• How to complete this task: Return exactly the listing's lines, from its first line to the line holding "use std::fs;", ends included.

• Records shown:
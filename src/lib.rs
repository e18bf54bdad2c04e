// Library exports for the content-side <select> dropdown coordinator

pub mod control;
pub mod coordinator;
pub mod events;
pub mod markup;
pub mod preferences;
pub mod protocol;
pub mod replay;
pub mod session;
pub mod snapshot;
pub mod style;
pub mod timers;

// Re-export commonly used types for hosts and tests
pub use control::{ActorId, DocumentId, NodeId, SelectControl};
pub use coordinator::SelectCoordinator;
pub use events::{DocumentEvent, OpenSource};
pub use markup::{ControlEvent, MarkupSelect};
pub use preferences::Preferences;
pub use protocol::{InboundMessage, MessageChannel, OutboundMessage};
pub use session::SelectSession;
pub use snapshot::{build_option_list, OptionEntry, OptionList};
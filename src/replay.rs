//! Scripted dropdown interactions against a [`MarkupSelect`].
//!
//! A scenario is YAML:
//!
//! ```yaml
//! markup: |
//!   <select><option>A</option><option id="b">B</option></select>
//! steps:
//!   - step: open
//!   - step: select
//!     value: 1
//!   - step: dismiss
//! ```

use std::fs;
use std::path::Path;
use std::rc::Rc;
use std::time::Duration;

use serde::{Deserialize, Serialize};
use thiserror::Error;
use tokio::sync::mpsc::{unbounded_channel, UnboundedReceiver};
use tokio::time::sleep;
use tracing::debug;
use url::Url;

use crate::control::{ActorId, DocumentId, Listener, NodeId, SelectControl};
use crate::coordinator::SelectCoordinator;
use crate::events::{DocumentEvent, OpenSource};
use crate::markup::{ControlEvent, MarkupError, MarkupSelect};
use crate::preferences::{Preferences, PreferencesError};
use crate::protocol::{InboundMessage, OutboundMessage};

const REPLAY_ACTOR: ActorId = ActorId(1);
const REPLAY_DOCUMENT: DocumentId = DocumentId(1);

#[derive(Debug, Error)]
pub enum ReplayError {
    #[error("failed to read scenario: {0}")]
    Io(#[from] std::io::Error),
    #[error("failed to parse YAML: {0}")]
    Yaml(#[from] serde_yaml::Error),
    #[error("invalid document url: {0}")]
    Url(#[from] url::ParseError),
    #[error("markup error: {0}")]
    Markup(#[from] MarkupError),
    #[error("no element matches '{0}'")]
    UnknownTarget(String),
    #[error("preferences error: {0}")]
    Preferences(#[from] PreferencesError),
}

fn default_url() -> String {
    String::from("https://example.com/")
}

#[derive(Debug, Clone, Deserialize)]
pub struct Scenario {
    #[serde(default = "default_url")]
    pub url: String,
    pub markup: String,
    /// Inline preferences; when absent the host's preferences apply.
    #[serde(default)]
    pub preferences: Option<Preferences>,
    #[serde(default)]
    pub steps: Vec<ScenarioStep>,
}

#[derive(Debug, Clone, Copy, Default, PartialEq, Eq, Deserialize)]
#[serde(rename_all = "snake_case")]
pub enum OpenVia {
    #[default]
    Pointer,
    Touch,
}

#[derive(Debug, Clone, Deserialize)]
#[serde(tag = "step", rename_all = "snake_case")]
pub enum ScenarioStep {
    Open {
        #[serde(default)]
        via: OpenVia,
    },
    Select {
        value: i32,
        #[serde(default)]
        closed_with_enter: bool,
    },
    Dismiss,
    MouseOver,
    MouseOut,
    MouseUp {
        #[serde(default)]
        on_anchor: bool,
    },
    SearchFocused,
    Blur,
    BlurPong,
    PageHide,
    ForceHide,
    TransitionEnd {
        property: String,
    },
    AppendOption {
        #[serde(default)]
        parent: Option<String>,
        label: String,
    },
    Remove {
        target: String,
    },
    SetAttribute {
        target: String,
        name: String,
        value: String,
    },
    /// Let pending coalesced updates fire.
    Settle,
}

#[derive(Debug, Clone, PartialEq, Serialize)]
#[serde(tag = "kind", rename_all = "snake_case")]
pub enum ReplayEntry {
    Outbound {
        step: usize,
        message: OutboundMessage,
    },
    Control {
        step: usize,
        event: ControlEvent,
    },
}

impl Scenario {
    pub fn load(path: &Path) -> Result<Self, ReplayError> {
        let contents = fs::read_to_string(path)?;
        Ok(serde_yaml::from_str(&contents)?)
    }

    pub fn from_yaml(contents: &str) -> Result<Self, ReplayError> {
        Ok(serde_yaml::from_str(contents)?)
    }

    /// Fill in preferences from `$FRONTIER_SELECT_PREFS` or the Frontier
    /// config dir unless the scenario carries its own.
    pub fn resolve_preferences(&mut self) -> Result<Preferences, ReplayError> {
        if let Some(preferences) = self.preferences {
            return Ok(preferences);
        }
        let preferences = Preferences::from_env()?;
        self.preferences = Some(preferences);
        Ok(preferences)
    }
}

/// Run every step and return what crossed the channel and what the control saw.
pub async fn run_scenario(scenario: &Scenario) -> Result<Vec<ReplayEntry>, ReplayError> {
    let url = Url::parse(&scenario.url)?;
    let control = Rc::new(MarkupSelect::parse(&scenario.markup, url, REPLAY_DOCUMENT)?);
    let (tx, mut rx) = unbounded_channel();
    let preferences = scenario.preferences.unwrap_or_default();

    let mut coordinator = SelectCoordinator::new(preferences);
    coordinator.attach_actor(REPLAY_ACTOR, Rc::new(tx));

    let mut entries = Vec::new();
    for (step, action) in scenario.steps.iter().enumerate() {
        debug!(target = "select", step, ?action, "replaying step");
        apply_step(&mut coordinator, &control, action, preferences.update_delay()).await?;
        collect(step, &control, &mut rx, &mut entries);
    }
    Ok(entries)
}

async fn apply_step(
    coordinator: &mut SelectCoordinator,
    control: &Rc<MarkupSelect>,
    action: &ScenarioStep,
    update_delay: Duration,
) -> Result<(), ReplayError> {
    let node = control.node_id();
    match action {
        ScenarioStep::Open { via } => {
            let source = match via {
                OpenVia::Pointer => OpenSource::Pointer,
                OpenVia::Touch => OpenSource::Touch,
            };
            let control: Rc<dyn SelectControl> = control.clone();
            coordinator.handle_event(REPLAY_ACTOR, DocumentEvent::ShowDropDown { control, source });
        }
        ScenarioStep::Select {
            value,
            closed_with_enter,
        } => coordinator.receive_message(
            REPLAY_ACTOR,
            InboundMessage::SelectItem {
                value: *value,
                closed_with_enter: *closed_with_enter,
            },
        ),
        ScenarioStep::Dismiss => {
            coordinator.receive_message(REPLAY_ACTOR, InboundMessage::Dismissed {})
        }
        ScenarioStep::MouseOver => {
            coordinator.receive_message(REPLAY_ACTOR, InboundMessage::MouseOver {})
        }
        ScenarioStep::MouseOut => {
            coordinator.receive_message(REPLAY_ACTOR, InboundMessage::MouseOut {})
        }
        ScenarioStep::MouseUp { on_anchor } => coordinator.receive_message(
            REPLAY_ACTOR,
            InboundMessage::MouseUp {
                on_anchor: *on_anchor,
            },
        ),
        ScenarioStep::SearchFocused => {
            coordinator.receive_message(REPLAY_ACTOR, InboundMessage::SearchFocused {})
        }
        ScenarioStep::Blur => {
            coordinator.handle_event(REPLAY_ACTOR, DocumentEvent::Blur { target: node })
        }
        ScenarioStep::BlurPong => {
            coordinator.receive_message(REPLAY_ACTOR, InboundMessage::BlurPong {})
        }
        ScenarioStep::PageHide => coordinator.handle_event(
            REPLAY_ACTOR,
            DocumentEvent::PageHide {
                document: control.owner_document(),
            },
        ),
        ScenarioStep::ForceHide => {
            coordinator.handle_event(REPLAY_ACTOR, DocumentEvent::HideDropDown { target: node })
        }
        ScenarioStep::TransitionEnd { property } => coordinator.handle_event(
            REPLAY_ACTOR,
            DocumentEvent::TransitionEnd {
                target: node,
                property_name: property.clone(),
            },
        ),
        ScenarioStep::AppendOption { parent, label } => {
            let parent = resolve_target(control, parent.as_deref())?;
            control.append_element(parent, "option", &[], label)?;
            notify_mutation(coordinator, control);
        }
        ScenarioStep::Remove { target } => {
            control.remove(resolve_target(control, Some(target))?)?;
            notify_mutation(coordinator, control);
        }
        ScenarioStep::SetAttribute {
            target,
            name,
            value,
        } => {
            control.set_attribute(resolve_target(control, Some(target))?, name, value)?;
            notify_mutation(coordinator, control);
        }
        ScenarioStep::Settle => {
            sleep(update_delay + Duration::from_millis(5)).await;
            coordinator.pump();
        }
    }
    Ok(())
}

fn notify_mutation(coordinator: &mut SelectCoordinator, control: &MarkupSelect) {
    if control.is_listening(Listener::Mutations) {
        coordinator.handle_event(
            REPLAY_ACTOR,
            DocumentEvent::Mutation {
                control: control.node_id(),
            },
        );
    }
}

/// `None` or `select` is the control, `#id` looks up an id, digits are node ids.
fn resolve_target(control: &MarkupSelect, target: Option<&str>) -> Result<NodeId, ReplayError> {
    match target {
        None | Some("select") => Ok(control.node_id()),
        Some(raw) => {
            if let Some(id) = raw.strip_prefix('#') {
                return control
                    .find_by_id(id)
                    .ok_or_else(|| ReplayError::UnknownTarget(raw.to_string()));
            }
            raw.parse::<NodeId>()
                .map_err(|_| ReplayError::UnknownTarget(raw.to_string()))
        }
    }
}

fn collect(
    step: usize,
    control: &MarkupSelect,
    rx: &mut UnboundedReceiver<OutboundMessage>,
    entries: &mut Vec<ReplayEntry>,
) {
    for event in control.take_log() {
        entries.push(ReplayEntry::Control { step, event });
    }
    while let Ok(message) = rx.try_recv() {
        entries.push(ReplayEntry::Outbound { step, message });
    }
}

#[cfg(test)]
mod tests {
    use super::*;

    #[test]
    fn parses_scenario_steps() {
        let scenario = Scenario::from_yaml(
            r##"
markup: "<select><option id='a'>A</option></select>"
preferences:
  disable_popup_autohide: true
steps:
  - step: open
    via: touch
  - step: select
    value: 0
    closed_with_enter: true
  - step: set_attribute
    target: "#a"
    name: disabled
    value: ""
  - step: settle
  - step: dismiss
"##,
        )
        .unwrap();
        assert_eq!(scenario.url, "https://example.com/");
        assert_eq!(
            scenario.preferences.map(|prefs| prefs.disable_popup_autohide),
            Some(true)
        );
        assert_eq!(scenario.steps.len(), 5);
        assert!(matches!(
            scenario.steps[0],
            ScenarioStep::Open {
                via: OpenVia::Touch
            }
        ));
    }

    #[tokio::test]
    async fn unknown_target_is_reported() {
        let scenario = Scenario::from_yaml(
            r##"
markup: "<select><option>A</option></select>"
steps:
  - step: remove
    target: "#missing"
"##,
        )
        .unwrap();
        let err = run_scenario(&scenario).await.unwrap_err();
        assert!(matches!(err, ReplayError::UnknownTarget(target) if target == "#missing"));
    }
}
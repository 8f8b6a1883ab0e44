use anyhow::Result;
use itinerary_core::Itinerary;
use itinerary_core::store::TripStore;
use owo_colors::OwoColorize;

use crate::render::Render;

pub fn run<S: TripStore>(itinerary: &Itinerary<S>, id: &str) -> Result<()> {
    let item = itinerary.find(id)?;

    println!("{}", item.render());
    println!("  {} {}", "id:".dimmed(), item.id.to_string().dimmed());
    Ok(())
}
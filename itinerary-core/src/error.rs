//! Error types for the itinerary crates.

use thiserror::Error;
use uuid::Uuid;

/// Errors that can occur in itinerary operations.
#[derive(Error, Debug)]
pub enum ItineraryError {
    #[error("Configuration error: {0}")]
    Config(String),

    #[error("{field}: {reason}")]
    InvalidField { field: &'static str, reason: String },

    #[error("Invalid date range: {0}")]
    InvalidRange(String),

    #[error("Trip item not found: {0}")]
    ItemNotFound(Uuid),

    #[error("More than one trip item has id {0}")]
    DuplicateId(Uuid),

    #[error("No trip item matches '{0}'")]
    UnknownId(String),

    #[error("'{0}' matches more than one trip item, use a longer prefix")]
    AmbiguousId(String),

    #[error("IO error: {0}")]
    Io(#[from] std::io::Error),

    #[error("Serialization error: {0}")]
    Serialization(String),
}

impl ItineraryError {
    pub(crate) fn invalid(field: &'static str, reason: impl Into<String>) -> Self {
        ItineraryError::InvalidField {
            field,
            reason: reason.into(),
        }
    }
}

/// Result type alias for itinerary operations.
pub type ItineraryResult<T> = Result<T, ItineraryError>;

• Response below:
filename src/lib.rs
repository e18bf54bdad2c04e
// Library exports for the content-side <select> dropdown coordinator

pub mod control;
pub mod coordinator;
pub mod events;
pub mod markup;
pub mod preferences;
pub mod protocol;
pub mod replay;
pub mod session;
pub mod snapshot;
pub mod style;
pub mod timers;

// Re-export commonly used types for hosts and tests
pub use control::{ActorId, DocumentId, NodeId, SelectControl};
pub use coordinator::SelectCoordinator;
pub use events::{DocumentEvent, OpenSource};
pub use markup::{ControlEvent, MarkupSelect};
pub use preferences::Preferences;
pub use protocol::{InboundMessage, MessageChannel, OutboundMessage};
pub use session::SelectSession;
pub use snapshot::{build_option_list, OptionEntry, OptionList};
filename src/replay.rs
//! Scripted dropdown interactions against a [`MarkupSelect`].
//!
//! A scenario is YAML:
//!
//! ```yaml
//! markup: |
//!   <select><option>A</option><option id="b">B</option></select>
//! steps:
//!   - step: open
//!   - step: select
//!     value: 1
//!   - step: dismiss
//! ```

use std::fs;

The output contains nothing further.